When morning comes, things have completely changed.  David is missing.  Also, Allie encountered a bloody apparition of a ghost, who abducted her in the middle of the night. When Chris wakes, he finds Allie standing in the backyard, naked in the snow.  The bad news keeps stacking up: the heat is off, their phones are missing, the car is gone, and they have found hidden video cameras in the house.  What’s more, four days seem to have passed while they were asleep. Obviously, somebody or something is messing with them.

Chris and Allie have had their existence flipped. Now, the joke is on them, and it’s about to get very violent. It’s not just the ghost they have to worry about.  Someone is hunting them for some strange and unknown reason, and now the lovely church they are in has become the proverbial cabin in the woods.

Making Monsters is a good example of the current trend in independent horror films to utilize a small cast and make a horror film built on the power of the protagonists’ relationships.  The dialogue is crisp enough that you don’t ever feel bogged down by the narrative. Directors Justin Harding and Rob Brunner provided this film with an excellent pace, and it never got dull. When the violence comes, it is impactful, bloody, and dreadful.  You grow to know these characters and when bad things happen, you FEEL it.  The acting is excellent throughout.

Good Indie comparable films, by feel, would be What Keeps You Alive, Creep, and Hammer of the Gods. These movies play out almost like stage dramas, with the relationships as the central parts of the drama, and the horror being the connective tissue and the closing punchline. There is a very personal feel for these movies. Though the story arc is largely through Chris, we see the world through Allie’s eyes.  She’s the sensible and suspicious one, while he is a tad reckless and impulsive.   

I have issues with some of the character’s decisions.  When given the opportunity to run from a dangerous location, forget what you may have left behind, don’t go back! (Granted, the audience informed that the whole thing is a trap, but they don’t know that.) Also, the inclusion of the ghost was, for me, unclear until I saw the credits roll, and I pieced together what the ghost was doing.

Also, I think the movie lacked a focus as to where the horror should be.  The ghost seems like a bit of a feint, but they may have believed that they needed to make the story more complex.  At times, The movie felt that it wanted to be a stalker/thriller movie and at other times a ghost story.  The two never really married up properly, and I hate to say it, but could have used a bit of exposition to explain the ghostly actions.  In the end, I got it, but I would have like to have been clued in earlier.

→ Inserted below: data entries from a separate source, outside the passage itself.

// warden-core/src/domain/optimizer/heuristic.rs

use tracing::debug;

use super::estimate::estimate;
use super::passes;
use super::{OptimizerContext, OptimizerError, QueryOptimizer};
use crate::domain::error::GuardError;
use crate::domain::query::{OptimizationPlan, Provider, SecuredQuery};
use crate::domain::tenancy::TokenStream;

pub const FLATTEN_SUBQUERY: &str = "flatten_subquery";
pub const REORDER_PREDICATES: &str = "reorder_predicates";
pub const INJECT_LIMIT: &str = "inject_limit";

/// Rule-based optimizer: AST rewrites in the source's dialect, a row limit
/// and shape-based estimates.
#[derive(Debug, Default, Clone, Copy)]
pub struct HeuristicOptimizer;

impl HeuristicOptimizer {
    pub fn new() -> Self {
        Self
    }
}

impl QueryOptimizer for HeuristicOptimizer {
    fn optimize(
        &self,
        query: &SecuredQuery,
        context: &OptimizerContext,
    ) -> Result<OptimizationPlan, OptimizerError> {
        let analysed = estimate(&query.text, context.max_rows).map_err(analysis)?;
        let mut warnings = analysed.warnings;
        let mut applied_rewrites = Vec::new();
        let mut text = query.text.trim().trim_end_matches(';').trim_end().to_string();

        match passes::apply(&text, context.provider) {
            Ok(Some((rewritten, report))) => {
                if report.flattened > 0 {
                    applied_rewrites.push(FLATTEN_SUBQUERY.to_string());
                }
                if report.reordered > 0 {
                    applied_rewrites.push(REORDER_PREDICATES.to_string());
                }
                text = rewritten;
            }
            Ok(None) => {}
            Err(e) => {
                debug!(provider = %context.provider, error = %e, "AST passes skipped");
                warnings.push(format!(
                    "structural rewrites skipped: the {} parser does not accept this query",
                    context.provider
                ));
            }
        }

        if !has_row_limit(&text).map_err(analysis)? {
            if context.provider == Provider::SqlServer {
                warnings.push(format!(
                    "no row limit added for sqlserver; results are still capped at {} rows",
                    context.max_rows
                ));
            } else {
                text = format!("{text} LIMIT {}", context.max_rows);
                applied_rewrites.push(INJECT_LIMIT.to_string());
            }
        }

        debug!(
            tenant_id = %query.tenant_id,
            rewrites = applied_rewrites.len(),
            warnings = warnings.len(),
            "Query optimized"
        );
        Ok(OptimizationPlan {
            optimized_query_text: text,
            estimated_rows: analysed.rows,
            estimated_cost: analysed.cost,
            warnings,
            applied_rewrites,
        })
    }
}

fn analysis(e: GuardError) -> OptimizerError {
    OptimizerError::Analysis(e.to_string())
}

/// A depth-0 LIMIT / FETCH / OFFSET / FOR clause, or `SELECT [DISTINCT] TOP`.
fn has_row_limit(sql: &str) -> Result<bool, GuardError> {
    let stream = TokenStream::new(sql)?;
    let tokens = stream.tokens();
    let top = stream.top_level(0..stream.len());
    Ok(top.iter().any(|&t| {
        let token = &tokens[t];
        token.is_any_keyword(&["LIMIT", "FETCH", "OFFSET", "FOR"])
            || (token.is_keyword("TOP")
                && t > 0
                && (tokens[t - 1].is_keyword("SELECT") || tokens[t - 1].is_keyword("DISTINCT")))
    }))
}

#[cfg(test)]
#[allow(clippy::unwrap_used)]
mod tests {
    use super::*;
    use crate::domain::tenancy::{GuardPolicy, TenantGuard};
    use anyhow::Result;

    fn context(provider: Provider) -> OptimizerContext {
        OptimizerContext {
            provider,
            max_rows: 500,
        }
    }

    fn secured(sql: &str) -> Result<SecuredQuery> {
        Ok(TenantGuard::new(GuardPolicy::default())?.secure(sql, "t1")?)
    }

    #[test]
    fn test_wrapped_query_is_flattened_and_limited() -> Result<()> {
        let query = secured("SELECT * FROM invoices WHERE total > 10 OR overdue")?;
        let plan = HeuristicOptimizer::new().optimize(&query, &context(Provider::DuckDb))?;

        insta::assert_snapshot!(
            plan.optimized_query_text,
            @"SELECT * FROM invoices WHERE tenant_id = 't1' AND (total > 10 OR overdue) LIMIT 500"
        );
        assert_eq!(
            plan.applied_rewrites,
            vec![FLATTEN_SUBQUERY, REORDER_PREDICATES, INJECT_LIMIT]
        );
        let guard = TenantGuard::new(GuardPolicy::default())?;
        assert!(guard.validate(&plan.optimized_query_text, "t1").valid);
        Ok(())
    }

    #[test]
    fn test_existing_limit_is_kept() -> Result<()> {
        let query = secured("SELECT id FROM invoices WHERE tenant_id = 't1' LIMIT 20")?;
        let plan = HeuristicOptimizer::new().optimize(&query, &context(Provider::Postgres))?;
        assert_eq!(plan.optimized_query_text, query.text);
        assert!(plan.applied_rewrites.is_empty());
        assert_eq!(plan.estimated_rows, 20);
        Ok(())
    }

    #[test]
    fn test_sqlserver_gets_a_warning_instead_of_limit() -> Result<()> {
        let query = secured("SELECT id FROM invoices WHERE tenant_id = 't1'")?;
        let plan = HeuristicOptimizer::new().optimize(&query, &context(Provider::SqlServer))?;
        assert!(!plan.optimized_query_text.contains("LIMIT"));
        assert!(plan.warnings.iter().any(|w| w.contains("no row limit")));

        let top = SecuredQuery {
            text: "SELECT TOP 5 id FROM invoices WHERE tenant_id = 't1'".into(),
            tenant_predicate_injected: false,
            tenant_id: "t1".into(),
        };
        let plan = HeuristicOptimizer::new().optimize(&top, &context(Provider::SqlServer))?;
        assert!(!plan.warnings.iter().any(|w| w.contains("no row limit")));
        Ok(())
    }

    #[test]
    fn test_dialect_rejection_only_skips_ast_passes() -> Result<()> {
        let query = SecuredQuery {
            text: "SELECT id FROM invoices WHERE tenant_id = 't1' AND total = = 3".into(),
            tenant_predicate_injected: false,
            tenant_id: "t1".into(),
        };
        let plan = HeuristicOptimizer::new().optimize(&query, &context(Provider::Postgres))?;
        assert!(plan.warnings.iter().any(|w| w.starts_with("structural rewrites skipped")));
        assert_eq!(plan.applied_rewrites, vec![INJECT_LIMIT]);
        assert!(plan.optimized_query_text.ends_with("LIMIT 500"));
        Ok(())
    }

    #[test]
    fn test_estimates_are_reported() -> Result<()> {
        let query = secured("SELECT * FROM invoices ORDER BY id")?;
        let plan = HeuristicOptimizer::new().optimize(&query, &context(Provider::DuckDb))?;
        assert!(plan.estimated_rows <= 500);
        assert!(plan.estimated_cost > 0.0);
        assert!(plan.warnings.iter().any(|w| w.starts_with("SELECT *")));
        assert!(plan.warnings.iter().any(|w| w.contains("ORDER BY without LIMIT")));
        Ok(())
    }

    #[test]
    fn test_unanalysable_text_is_an_error() {
        let query = SecuredQuery {
            text: "SELECT (".into(),
            tenant_predicate_injected: false,
            tenant_id: "t1".into(),
        };
        assert!(matches!(
            HeuristicOptimizer::new().optimize(&query, &context(Provider::DuckDb)),
            Err(OptimizerError::Analysis(_))
        ));
    }
}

Chris’ YouTube antics echo the tales of E.C. Comics of yore, in a lovely bit of irony. Those classic comic books would often prop up the characters and put them into a morality play with a bitter ironic twist.  Gotcha endings. I told you so moments. Those who engage in prideful, selfish, cruel, or foolish behavior will have it come back to you in spades. And once Chris gets the full dose of the understanding why this is happening to them, he realizes all of his preening about the power of the scare has come back to bite him in the butt.

Making Monsters screened at FilmQuest in Provo, which gave us access to the screener.  This film is not yet rated, but I would plug this in solidly as an R.  The violence in the third act is visceral and disturbing, and there are some baby-making attempts.